Kisah Angkie Yudistia bisa menjadi inspirasi bagi siapapun. Terlahir dengan kondisi normal, siapa sangka ketika berusia 10 tahun, harus kehilangan pendengarannya saat pengobatan penyakit malaria.
Salah satu Staf Presiden ini menuturkan selama 10 tahun dirinya merasa terasing dan terpuruk. Baru di usia 20 tahun, Angkie Yudistia menemukan kembali rasa percaya dirinya.

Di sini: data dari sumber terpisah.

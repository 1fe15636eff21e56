//! Configuration types for kaiwa.
//!
//! Configuration is an optional JSON file; every field has a default so an
//! empty object (or no file at all) is valid. The endpoint can additionally
//! be overridden from the environment.

use std::path::Path;
use std::time::Duration;

use reqwest::Url;
use serde::{Deserialize, Serialize};
use thiserror::Error;

/// Environment variable overriding [`Config::endpoint`].
pub const ENDPOINT_ENV: &str = "KAIWA_ENDPOINT";

/// Error type for configuration operations.
#[derive(Debug, Error)]
pub enum ConfigError {
    #[error("IO error: {0}")]
    Io(#[from] std::io::Error),

    #[error("Parse error: {0}")]
    Parse(#[from] serde_json::Error),

    #[error("Invalid endpoint {url}: {reason}")]
    InvalidEndpoint { url: String, reason: String },
}

/// Main configuration for kaiwa.
#[derive(Debug, Clone, PartialEq, Eq, Serialize, Deserialize)]
pub struct Config {
    /// Chat endpoint receiving `POST` requests.
    #[serde(default = "default_endpoint")]
    pub endpoint: String,

    /// Language of the interface strings.
    #[serde(default)]
    pub locale: Locale,

    /// Color theme.
    #[serde(default)]
    pub theme: ThemeName,

    /// Per-request timeout. No timeout when absent.
    #[serde(default, skip_serializing_if = "Option::is_none")]
    pub request_timeout_seconds: Option<u64>,
}

fn default_endpoint() -> String {
    "http://localhost:8005/api/chat".into()
}

/// Interface language.
#[derive(Debug, Clone, Copy, PartialEq, Eq, Serialize, Deserialize, Default)]
#[serde(rename_all = "snake_case")]
pub enum Locale {
    /// Japanese.
    #[default]
    Ja,
    /// English.
    En,
}

/// Named color theme.
#[derive(Debug, Clone, Copy, PartialEq, Eq, Serialize, Deserialize, Default)]
#[serde(rename_all = "snake_case")]
pub enum ThemeName {
    /// Dark theme.
    #[default]
    Mocha,
    /// Light theme.
    Latte,
    /// High contrast theme.
    HighContrast,
}

impl Default for Config {
    fn default() -> Self {
        Self {
            endpoint: default_endpoint(),
            locale: Locale::default(),
            theme: ThemeName::default(),
            request_timeout_seconds: None,
        }
    }
}

impl Config {
    /// Load configuration from a file.
    pub fn load(path: &Path) -> Result<Self, ConfigError> {
        let content = std::fs::read_to_string(path)?;
        let config: Self = serde_json::from_str(&content)?;
        config.endpoint_url()?;
        Ok(config)
    }

    /// Load from `path` if given, otherwise use defaults, then apply the
    /// environment override.
    pub fn resolve(path: Option<&Path>) -> Result<Self, ConfigError> {
        let mut config = match path {
            Some(path) => Self::load(path)?,
            None => Self::default(),
        };
        if let Ok(endpoint) = std::env::var(ENDPOINT_ENV) {
            config.set_endpoint(endpoint)?;
        }
        Ok(config)
    }

    /// Replace the endpoint after validating it.
    pub fn set_endpoint(&mut self, endpoint: impl Into<String>) -> Result<(), ConfigError> {
        let endpoint = endpoint.into();
        parse_endpoint(&endpoint)?;
        self.endpoint = endpoint;
        Ok(())
    }

    /// The endpoint as a parsed URL.
    pub fn endpoint_url(&self) -> Result<Url, ConfigError> {
        parse_endpoint(&self.endpoint)
    }

    /// Request timeout, if one is configured.
    pub fn request_timeout(&self) -> Option<Duration> {
        self.request_timeout_seconds.map(Duration::from_secs)
    }
}

fn parse_endpoint(endpoint: &str) -> Result<Url, ConfigError> {
    let url = Url::parse(endpoint).map_err(|e| ConfigError::InvalidEndpoint {
        url: endpoint.to_string(),
        reason: e.to_string(),
    })?;
    match url.scheme() {
        "http" | "https" => Ok(url),
        other => Err(ConfigError::InvalidEndpoint {
            url: endpoint.to_string(),
            reason: format!("unsupported scheme {other}"),
        }),
    }
}

#[cfg(test)]
mod tests {
    use super::*;
    use std::io::Write;

    #[test]
    fn test_default_config() {
        let config = Config::default();
        assert_eq!(config.endpoint, "http://localhost:8005/api/chat");
        assert_eq!(config.locale, Locale::Ja);
        assert_eq!(config.theme, ThemeName::Mocha);
        assert!(config.request_timeout().is_none());
    }

    #[test]
    fn test_empty_object_uses_defaults() {
        let config: Config = serde_json::from_str("{}").unwrap();
        assert_eq!(config, Config::default());
    }

    #[test]
    fn test_load_from_file() {
        let mut file = tempfile::NamedTempFile::new().unwrap();
        write!(
            file,
            r#"{{"endpoint": "https://chat.example.com/api/chat", "locale": "en", "theme": "high_contrast", "request_timeout_seconds": 30}}"#
        )
        .unwrap();

        let config = Config::load(file.path()).unwrap();
        assert_eq!(config.endpoint, "https://chat.example.com/api/chat");
        assert_eq!(config.locale, Locale::En);
        assert_eq!(config.theme, ThemeName::HighContrast);
        assert_eq!(config.request_timeout(), Some(Duration::from_secs(30)));
    }

    #[test]
    fn test_load_rejects_bad_endpoint() {
        let mut file = tempfile::NamedTempFile::new().unwrap();
        write!(file, r#"{{"endpoint": "not a url"}}"#).unwrap();

        let err = Config::load(file.path()).unwrap_err();
        assert!(matches!(err, ConfigError::InvalidEndpoint { .. }));
    }

    #[test]
    fn test_load_missing_file() {
        let dir = tempfile::tempdir().unwrap();
        let err = Config::load(&dir.path().join("missing.json")).unwrap_err();
        assert!(matches!(err, ConfigError::Io(_)));
    }

    #[test]
    fn test_load_malformed_json() {
        let mut file = tempfile::NamedTempFile::new().unwrap();
        write!(file, "{{ endpoint").unwrap();
        assert!(matches!(
            Config::load(file.path()).unwrap_err(),
            ConfigError::Parse(_)
        ));
    }

    #[test]
    fn test_set_endpoint_validates_scheme() {
        let mut config = Config::default();
        assert!(config.set_endpoint("ftp://example.com/chat").is_err());
        assert_eq!(config.endpoint, "http://localhost:8005/api/chat");

        config.set_endpoint("http://127.0.0.1:9000/api/chat").unwrap();
        assert_eq!(
            config.endpoint_url().unwrap().as_str(),
            "http://127.0.0.1:9000/api/chat"
        );
    }
}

“Titik bangkit usia 20 tahun berarti usia produktif, setelah lulus sekolah mau ke arah mana, cita-citanya, tujuannya. Butuh waktu 10 tahun (menerima) menjadi perempuan dengan kebutuhan khusus.” Cerita Angkie Yudistia di Balai Kota Bandung, Jalan Wastu Kencana Kota Bandung, beberapa waktu lalu.
Kendati sempat down dengan perubahan yang terjadi, beruntung Angkie Yudistia memiliki keluarga yang sangat mendukung. Selain itu, Angkie Yudistia pun sering berkomunikasi dan berinterkasi dengan teman-teman penyandang disabilitas yang ada di Indonesia.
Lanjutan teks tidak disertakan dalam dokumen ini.